RAW DATA section start

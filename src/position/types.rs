//! Position snapshot and inbound position records

use chrono::{DateTime, Utc};
use serde::{Deserialize, Serialize};
use uuid::Uuid;

/// One execution/status record contributing to a position
#[derive(Debug, Clone, PartialEq, Serialize, Deserialize)]
pub struct FillRecord {
    /// Order id the fill belongs to
    pub oid: Uuid,
    /// Execution time
    pub time: DateTime<Utc>,
    /// Broker status, e.g. "filled"
    pub resp: String,
    /// Signed filled quantity
    pub size: f64,
    /// Execution price
    pub price: f64,
}

impl FillRecord {
    /// Create a fill timestamped now with a fresh order id
    pub fn new(size: f64, price: f64) -> Self {
        Self {
            oid: Uuid::new_v4(),
            time: Utc::now(),
            resp: "filled".to_string(),
            size,
            price,
        }
    }

    /// Notional value of the fill
    pub fn value(&self) -> f64 {
        self.size.abs() * self.price
    }
}

/// Broker position update
///
/// Only `avg_price` and `size` drive the overlay; the remaining fields are
/// carried for logging and are optional on the wire.
#[derive(Debug, Clone, PartialEq, Serialize, Deserialize)]
pub struct PositionMsg {
    #[serde(default, skip_serializing_if = "Option::is_none")]
    pub broker: Option<String>,
    #[serde(default, skip_serializing_if = "Option::is_none")]
    pub account: Option<String>,
    #[serde(default, skip_serializing_if = "Option::is_none")]
    pub symbol: Option<String>,
    /// Signed position size
    pub size: f64,
    /// Average entry price of the open quantity
    pub avg_price: f64,
    #[serde(default, skip_serializing_if = "Option::is_none")]
    pub currency: Option<String>,
}

impl PositionMsg {
    pub fn new(avg_price: f64, size: f64) -> Self {
        Self {
            broker: None,
            account: None,
            symbol: None,
            size,
            avg_price,
            currency: None,
        }
    }

    pub fn with_symbol(mut self, symbol: impl Into<String>) -> Self {
        self.symbol = Some(symbol.into());
        self
    }
}

/// Personal position ("pp") snapshot with its fill history
#[derive(Debug, Clone, PartialEq, Serialize, Deserialize)]
pub struct Position {
    /// Traded instrument
    pub symbol: String,
    /// Signed size: positive long, negative short, zero flat
    pub size: f64,
    /// Volume weighted average entry price
    pub avg_price: f64,
    /// Constituent fills in arrival order
    #[serde(default)]
    pub fills: Vec<FillRecord>,
}

impl Position {
    /// A flat position for `symbol`
    pub fn new(symbol: impl Into<String>) -> Self {
        Self {
            symbol: symbol.into(),
            size: 0.0,
            avg_price: 0.0,
            fills: Vec::new(),
        }
    }

    pub fn is_flat(&self) -> bool {
        self.size == 0.0
    }

    pub fn is_long(&self) -> bool {
        self.size > 0.0
    }

    pub fn is_short(&self) -> bool {
        self.size < 0.0
    }

    /// Overwrite size and price in place
    pub fn apply(&mut self, msg: &PositionMsg) {
        self.avg_price = msg.avg_price;
        self.size = msg.size;
    }

    /// Append a fill; history is never reordered
    pub fn push_fill(&mut self, fill: FillRecord) {
        self.fills.push(fill);
    }
}
//! Position data
//!
//! The plain snapshot the overlay renders: symbol, signed size, average
//! entry price and the fills that built it, plus the inbound broker
//! message that updates it.

mod types;

pub use types::{FillRecord, Position, PositionMsg};
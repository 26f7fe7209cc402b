//! Headless in-memory chart host
//!
//! Implements every host capability without a windowing toolkit so the
//! overlay can be driven from tests and from the replay binary.

use std::cell::{Cell, RefCell};
use std::collections::{BTreeMap, BTreeSet};
use std::rc::{Rc, Weak};

use log::debug;
use serde_json::Value;

use super::traits::{ChartHost, ChartView, GraphicsItem, Label, LevelLine};
use super::types::{
    format_fields, AnchorRule, Color, ItemId, LabelSpec, LineOptions, Point, RangeCallback, Size,
    SubscriptionId,
};

/// Approximate glyph advance used to size mock labels
pub const CHAR_WIDTH: f64 = 7.0;
/// Line height used to size mock labels
pub const LINE_HEIGHT: f64 = 14.0;

/// Counters shared between the chart and the lines it builds
#[derive(Debug, Default, Clone, Copy, PartialEq, Eq)]
pub struct MockStats {
    pub lines_created: u64,
    pub lines_deleted: u64,
    pub labels_created: u64,
}

#[derive(Debug, Clone, Copy)]
struct ViewState {
    y_min: f64,
    y_max: f64,
    height: f64,
    right_axis_x: f64,
    l1_line_len: f64,
}

/// Mock chart with a linear price axis
///
/// View y maps to scene y as `(y_max - y) / (y_max - y_min) * height`;
/// x passes through unchanged.
pub struct MockChart {
    view: Cell<ViewState>,
    items: RefCell<BTreeMap<ItemId, Weak<RefCell<dyn GraphicsItem>>>>,
    callbacks: RefCell<BTreeMap<SubscriptionId, RangeCallback>>,
    cancelled: RefCell<BTreeSet<SubscriptionId>>,
    next_id: Cell<u64>,
    stats: Rc<Cell<MockStats>>,
}

impl MockChart {
    pub fn new(y_min: f64, y_max: f64, height: f64, right_axis_x: f64) -> Self {
        Self {
            view: Cell::new(ViewState {
                y_min,
                y_max,
                height,
                right_axis_x,
                l1_line_len: 0.0,
            }),
            items: RefCell::new(BTreeMap::new()),
            callbacks: RefCell::new(BTreeMap::new()),
            cancelled: RefCell::new(BTreeSet::new()),
            next_id: Cell::new(1),
            stats: Rc::new(Cell::new(MockStats::default())),
        }
    }

    pub fn with_l1_line_len(self, len: f64) -> Self {
        let mut view = self.view.get();
        view.l1_line_len = len;
        self.view.set(view);
        self
    }

    /// Pan/zoom to a new vertical range and notify subscribers
    pub fn set_view_range(&self, y_min: f64, y_max: f64) {
        let mut view = self.view.get();
        view.y_min = y_min;
        view.y_max = y_max;
        self.view.set(view);
        self.fire_range_changed();
    }

    /// Resize the view box and notify subscribers
    pub fn set_view_height(&self, height: f64) {
        let mut view = self.view.get();
        view.height = height;
        self.view.set(view);
        self.fire_range_changed();
    }

    /// Run one paint cycle over every visible scene item
    pub fn paint(&self) {
        let items: Vec<_> = self
            .items
            .borrow()
            .values()
            .filter_map(Weak::upgrade)
            .collect();

        for item in items {
            match item.try_borrow_mut() {
                Ok(mut item) if item.is_visible() => item.paint(),
                Ok(_) => {}
                Err(_) => debug!("skipping paint of item already borrowed"),
            }
        }
    }

    pub fn item_count(&self) -> usize {
        self.items.borrow().len()
    }

    pub fn subscription_count(&self) -> usize {
        self.callbacks.borrow().len()
    }

    pub fn stats(&self) -> MockStats {
        self.stats.get()
    }

    fn next_id(&self) -> u64 {
        let id = self.next_id.get();
        self.next_id.set(id + 1);
        id
    }

    fn bump(&self, f: impl FnOnce(&mut MockStats)) {
        let mut stats = self.stats.get();
        f(&mut stats);
        self.stats.set(stats);
    }

    fn fire_range_changed(&self) {
        // Callbacks may subscribe or unsubscribe while running, so run them
        // outside the borrow and merge afterwards.
        let mut running = std::mem::take(&mut *self.callbacks.borrow_mut());
        for callback in running.values_mut() {
            callback();
        }

        let mut cancelled = self.cancelled.borrow_mut();
        let mut callbacks = self.callbacks.borrow_mut();
        for (id, callback) in running {
            if !cancelled.remove(&id) {
                callbacks.insert(id, callback);
            }
        }
        cancelled.clear();
    }
}

impl ChartView for MockChart {
    fn view_range_y(&self) -> (f64, f64) {
        let view = self.view.get();
        (view.y_min, view.y_max)
    }

    fn view_height(&self) -> f64 {
        self.view.get().height
    }

    fn map_from_view(&self, point: Point) -> Point {
        let view = self.view.get();
        let span = view.y_max - view.y_min;
        let y = if span.abs() < f64::EPSILON {
            view.height / 2.0
        } else {
            (view.y_max - point.y) / span * view.height
        };
        Point::new(point.x, y)
    }

    fn right_axis_x(&self) -> f64 {
        self.view.get().right_axis_x
    }

    fn l1_line_len(&self) -> f64 {
        self.view.get().l1_line_len
    }

    fn add_item(&self, item: Weak<RefCell<dyn GraphicsItem>>) -> ItemId {
        let id = ItemId(self.next_id());
        self.items.borrow_mut().insert(id, item);
        id
    }

    fn remove_item(&self, id: ItemId) {
        self.items.borrow_mut().remove(&id);
    }

    fn subscribe_range_change(&self, callback: RangeCallback) -> SubscriptionId {
        let id = SubscriptionId(self.next_id());
        self.callbacks.borrow_mut().insert(id, callback);
        id
    }

    fn unsubscribe(&self, id: SubscriptionId) {
        if self.callbacks.borrow_mut().remove(&id).is_none() {
            // may be mid-dispatch in fire_range_changed
            self.cancelled.borrow_mut().insert(id);
        }
    }
}

impl ChartHost for MockChart {
    type Label = MockLabel;
    type Line = MockLine;

    fn make_label(&self, spec: LabelSpec) -> MockLabel {
        self.bump(|s| s.labels_created += 1);
        MockLabel::new(spec)
    }

    fn make_level_line(&self, level: f64, color: Color, opts: LineOptions) -> MockLine {
        self.bump(|s| s.lines_created += 1);
        MockLine {
            id: self.next_id(),
            level,
            color,
            opts,
            visible: false,
            deleted: false,
            stats: Rc::clone(&self.stats),
        }
    }
}

/// Label that lays text out on a fixed character grid
pub struct MockLabel {
    fmt_str: String,
    fields: BTreeMap<String, Value>,
    color: Color,
    update_on_range_change: bool,
    text: String,
    anchor: Option<AnchorRule>,
    pos: Point,
    visible: bool,
}

impl MockLabel {
    pub fn new(spec: LabelSpec) -> Self {
        Self {
            fmt_str: spec.fmt_str,
            fields: spec.fields,
            color: spec.color,
            update_on_range_change: spec.update_on_range_change,
            text: String::new(),
            anchor: None,
            pos: Point::ORIGIN,
            visible: false,
        }
    }

    pub fn color(&self) -> &Color {
        &self.color
    }

    pub fn has_anchor(&self) -> bool {
        self.anchor.is_some()
    }
}

impl Label for MockLabel {
    fn set_field(&mut self, name: &str, value: Value) {
        self.fields.insert(name.to_string(), value);
    }

    fn field(&self, name: &str) -> Option<&Value> {
        self.fields.get(name)
    }

    fn render(&mut self) {
        self.text = format_fields(&self.fmt_str, &self.fields);
        self.update();
    }

    fn text(&self) -> &str {
        &self.text
    }

    fn set_anchor(&mut self, rule: AnchorRule) {
        self.anchor = Some(rule);
    }

    fn update(&mut self) {
        if let Some(anchor) = &self.anchor {
            self.pos = anchor(self.size());
        }
    }

    fn pos(&self) -> Point {
        self.pos
    }

    fn size(&self) -> Size {
        let lines: Vec<&str> = self.text.lines().collect();
        let widest = lines.iter().map(|l| l.chars().count()).max().unwrap_or(0);
        Size::new(widest as f64 * CHAR_WIDTH, lines.len() as f64 * LINE_HEIGHT)
    }

    fn show(&mut self) {
        self.visible = true;
    }

    fn hide(&mut self) {
        self.visible = false;
    }

    fn is_visible(&self) -> bool {
        self.visible
    }

    fn updates_on_range_change(&self) -> bool {
        self.update_on_range_change
    }
}

/// Level line recording its options and lifecycle
#[derive(Debug)]
pub struct MockLine {
    id: u64,
    level: f64,
    color: Color,
    opts: LineOptions,
    visible: bool,
    deleted: bool,
    stats: Rc<Cell<MockStats>>,
}

impl MockLine {
    /// Unique per chart; lets tests tell line objects apart
    pub fn id(&self) -> u64 {
        self.id
    }

    pub fn options(&self) -> LineOptions {
        self.opts
    }

    pub fn is_deleted(&self) -> bool {
        self.deleted
    }
}

impl LevelLine for MockLine {
    fn level(&self) -> f64 {
        self.level
    }

    fn set_level(&mut self, level: f64) {
        assert!(!self.deleted, "set_level on a deleted line");
        self.level = level;
    }

    fn show(&mut self) {
        assert!(!self.deleted, "show on a deleted line");
        self.visible = true;
    }

    fn hide(&mut self) {
        self.visible = false;
    }

    fn is_visible(&self) -> bool {
        self.visible
    }

    fn delete(&mut self) {
        if !self.deleted {
            self.deleted = true;
            self.visible = false;
            let mut stats = self.stats.get();
            stats.lines_deleted += 1;
            self.stats.set(stats);
        }
    }

    fn color(&self) -> Color {
        self.color.clone()
    }
}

RAW DATA section end

◆ **WHAT THE TASK ASKS**
I need every line of the data that has the word "overlay"; please list them.

◆ **EXERCISE RESULT**
/// Only `avg_price` and `size` drive the overlay; the remaining fields are
//! The plain snapshot the overlay renders: symbol, signed size, average
//! overlay can be driven from tests and from the replay binary.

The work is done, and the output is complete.